“Orientally Yours”: Anna May Wong’s Linguistic Cosmopolitanism and “Oriental” Act

“Orientally Yours”: Anna May Wong’s Linguistic Cosmopolitanism and “Oriental” Act

Yiman Wang - Associate Professor, Film & Digital Media, University of California, Santa Cruz

Monday, September 22, 2014 - 4:30pm to 6:00pm
Room 202, Henry R. Luce Hall See map
34 Hillhouse Avenue
New Haven, CT 06511
Focusing upon Anna May Wong, an early Twentieth-century Chinese-American screen and stage performer, this talk will delve into the intricacies of her vocal and visual performance at the transition from the silent to the talkie era in the international arena.  Wang’s previous writings have formulated concepts such as “yellow yellowface” performance (2005) and “minor” stardom (2010, drawing on Deleuze and Guattari’s “minor literature”) to understand her ironic performance of Orientalist stereotypes and her performative production of gradational (as opposed to radical) difference from within the Euro-American popular visual repertoire. 
 
Wang will examine two strategies—the excessive “Oriental” act and linguistic cosmopolitanism—that emerged from Wong’s visual and vocal performance. Understood as Wong’s self-conscious methods of interacting with her mostly stereotypical roles correlated with Euro-American dominant film and entertainment industries and cultures, and with her international audiences, these strategies not only reenacted Orientalist femininity, but more importantly, destabilized and questioned their legitimacy by revealing their ideological premises and self-contradiction.  
 
In probing Wong’s paradoxical agency acquired from performing within the mainstream, Wang takes care to place her agency as “situated consciousness” (a la Frederic Jameson) contingent upon her minoritized socio-political positioning. She situates Anna May Wong’s performative strategies and agency vis-à-vis four main geopolitical, technological and aesthetic conditions: 1) Euro-American Orientalism especially as manifested in the Oriental fetish and yellowface practice; 2) Republican China’s discrepant pursuit of modernity and nationalism under the duress of global coloniality; 3) interwar cosmopolitanism and flourishing of modernism; and finally 4) rise of talkies in the late 1920s, and “film Europe’s” resistance of “film America.” 
 
These circumstances, oftentimes delimiting, detouring or stimulating Wong’s career in different directions, constituted the interlocutory power field in which she, as a performer and mediator, expanded her skill set and identitarian flexibility in order to best utilize available resources while entertaining and addressing her international audiences. By speaking with “forked tongue” and reenacting Oriental femininity with intense excess, Wong urges us to take “pleasure” seriously (instead of dismissing hers and the audience’s participation in mainstream popular media culture as “guilty pleasure”), and to consider the political valence of such “contaminated desires” (Anne Cheng).      
 

Yiman Wang obtained her PhD degree from Duke University (the Graduate Program in Literature).  She is currently Associate Professor of Film & Digital Media at University of California, Santa Cruz.  She is author of Remaking Chinese Cinema: Through the Prism of Shanghai, Hong Kong and Hollywood (Honolulu, HI: University of Hawaii Press, 2013).  She is currently working on two projects: a book on Anna May Wong; and a project on animality in cinema. 

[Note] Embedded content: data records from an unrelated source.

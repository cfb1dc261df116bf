use std::borrow::Cow;
use std::fmt;
use std::io;

/// Result type used across the Encoded Script decoder.
pub type Result<T> = std::result::Result<T, Error>;

/// High-level error type surfaced by the decoder and its collaborators.
///
/// Decoding a located region never fails; these variants cover the layers
/// around it (file access, option validation, launch packages).
#[derive(Debug, thiserror::Error)]
pub enum Error {
    /// I/O failure while reading a sample from disk.
    #[error(transparent)]
    Io(#[from] io::Error),

    /// A fixed-width field of the carrier format could not be interpreted.
    #[error("corrupted encoded script while processing {section}: {details}")]
    Corrupted {
        section: Section,
        details: Cow<'static, str>,
    },

    /// Decode options are inconsistent or out of range.
    #[error("invalid decode options: {details}")]
    InvalidOptions { details: Cow<'static, str> },

    /// The input is larger than the configured read limit.
    #[error("input of {len} bytes exceeds the {limit} byte limit")]
    InputTooLarge { len: u64, limit: u64 },

    /// No candidate executable exists for a launch package.
    #[error("{package}: {details}")]
    PackageNotFound {
        package: Cow<'static, str>,
        details: Cow<'static, str>,
    },
}

/// Logical part of the carrier format, used for diagnostic reporting.
#[derive(Debug, Clone, Copy, PartialEq, Eq)]
pub enum Section {
    LengthHeader { offset: usize },
    ChecksumField { offset: usize },
}

impl fmt::Display for Section {
    fn fmt(&self, f: &mut fmt::Formatter<'_>) -> fmt::Result {
        match self {
            Self::LengthHeader { offset } => write!(f, "length header at offset {offset}"),
            Self::ChecksumField { offset } => write!(f, "checksum field at offset {offset}"),
        }
    }
}
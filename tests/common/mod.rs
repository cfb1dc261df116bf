#![allow(dead_code)]

use enscript_parser_rs::parser::{
    END_MARKER, ENCODING_SELECTOR, ESCAPE_MARKER, START_MARKER, SUBSTITUTION_TABLES, encode_field,
};

pub const PREFIX: &[u8] = b"<SCRIPT LANGUAGE=\"VBScript.Encode\">";
pub const SUFFIX: &[u8] = b"</SCRIPT>\r\n";

fn escape_payload(byte: u8) -> Option<u8> {
    match byte {
        b'\r' => Some(b'#'),
        b'\n' => Some(b'&'),
        b'<' => Some(b'!'),
        b'>' => Some(b'*'),
        b'@' => Some(b'$'),
        _ => None,
    }
}

/// Encodes `plain` the way the Microsoft script encoder does.
pub fn encode_region(plain: &[u8]) -> Vec<u8> {
    let mut out = Vec::with_capacity(plain.len());
    let mut count = 0usize;
    for &byte in plain {
        if let Some(payload) = escape_payload(byte) {
            out.extend_from_slice(&[ESCAPE_MARKER, payload]);
            count += 1;
        } else if byte >= 0x80 {
            out.push(byte);
        } else {
            let table = &SUBSTITUTION_TABLES[ENCODING_SELECTOR[count % 64] as usize];
            let raw = (0u8..0x80)
                .find(|&raw| raw != ESCAPE_MARKER && table[raw as usize] == byte)
                .unwrap_or_else(|| panic!("byte {byte:#04X} has no encoding"));
            out.push(raw);
            count += 1;
        }
    }
    out
}

pub fn checksum_of(plain: &[u8]) -> u32 {
    plain
        .iter()
        .fold(0u32, |sum, &b| sum.wrapping_add(u32::from(b)))
}

/// Frames an encoded region with header, checksum trailer and markers.
pub fn frame(region: &[u8], checksum: u32) -> Vec<u8> {
    let mut buf = Vec::with_capacity(region.len() + 64);
    buf.extend_from_slice(PREFIX);
    buf.extend_from_slice(START_MARKER);
    buf.extend_from_slice(&encode_field(u32::try_from(region.len()).expect("region fits u32")));
    buf.extend_from_slice(region);
    buf.extend_from_slice(&encode_field(checksum));
    buf.extend_from_slice(END_MARKER);
    buf.extend_from_slice(SUFFIX);
    buf
}

/// A complete sample whose block decodes to `plain` with a valid checksum.
pub fn encode_sample(plain: &[u8]) -> Vec<u8> {
    frame(&encode_region(plain), checksum_of(plain))
}

/// Expected text for `plain` after ISO-8859-1 decoding.
pub fn latin1(plain: &[u8]) -> String {
    plain.iter().map(|&b| char::from(b)).collect()
}
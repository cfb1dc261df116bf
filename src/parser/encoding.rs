use std::borrow::Cow;

use encoding_rs::mem::decode_latin1;

/// Decodes at most `max_chars` bytes as ISO-8859-1.
///
/// Each byte maps to exactly one `char`, so the cap is a byte count and the
/// conversion cannot fail. Returns the text and whether input was dropped.
#[must_use]
pub fn decode_capped(bytes: &[u8], max_chars: usize) -> (Cow<'_, str>, bool) {
    if bytes.len() > max_chars {
        (decode_latin1(&bytes[..max_chars]), true)
    } else {
        (decode_latin1(bytes), false)
    }
}

#[cfg(test)]
mod tests {
    use super::*;

    #[test]
    fn ascii_is_borrowed() {
        let (text, truncated) = decode_capped(b"WScript.Echo", 64);
        assert!(matches!(text, Cow::Borrowed("WScript.Echo")));
        assert!(!truncated);
    }

    #[test]
    fn high_bytes_map_to_latin1() {
        let (text, _) = decode_capped(&[0x41, 0xE9, 0xFF, 0x80], 64);
        assert_eq!(text, "A\u{e9}\u{ff}\u{80}");
        assert_eq!(text.chars().count(), 4);
    }

    #[test]
    fn cap_counts_characters() {
        let bytes = [0xE9u8; 10];
        let (text, truncated) = decode_capped(&bytes, 4);
        assert!(truncated);
        assert_eq!(text.chars().count(), 4);
        let (_, truncated) = decode_capped(&bytes, 10);
        assert!(!truncated);
    }
}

Her articles have appeared in Quarterly Review of Film and VideoFilm Quarterly, Camera Obscura, Journal of Film and VideoLiterature/Film Quarterly, Positions: East Asia Cultures Critique, Journal of Chinese Cinemas, Chinese Films in Focus (Chris Berry ed. 2003, 2008), Idols of Modernity: Movie Stars of the 1920s (Patrice Petro ed. 2010), The New Chinese Documentary Film Movement: For the Public Record (Chris Berry, Lü Xinyu, and Lisa Rofel eds. 2010), Cinema at the City’s Edge: Film and Urban Networks in East Asia​ (Yomi Braester and James Tweedie eds. 2010), Engendering Cinema: Chinese Women Filmmakers Inside and Outside China (Lingzhen Wang ed. 2011), The Chinese Cinema Book (Julian Ward and Song H. Lim eds. 2011), A Companion to Chinese Cinema (Yingjin Zhang ed. 2012), The Oxford Handbook of Chinese Cinemas (Carlos Rojas and Eileen Chow eds. 2013), Silent Cinema and the Politics of Space (Jennifer Bean et. a. eds. 2014), Sinophone Cinemas​ (Audrey Yue and Olivia Khoo eds., 2014) , and China’s iGeneration: Cinema and Moving Image Culture for the Twenty-First Century (Matthew D. Johnson et. al. eds. 2014).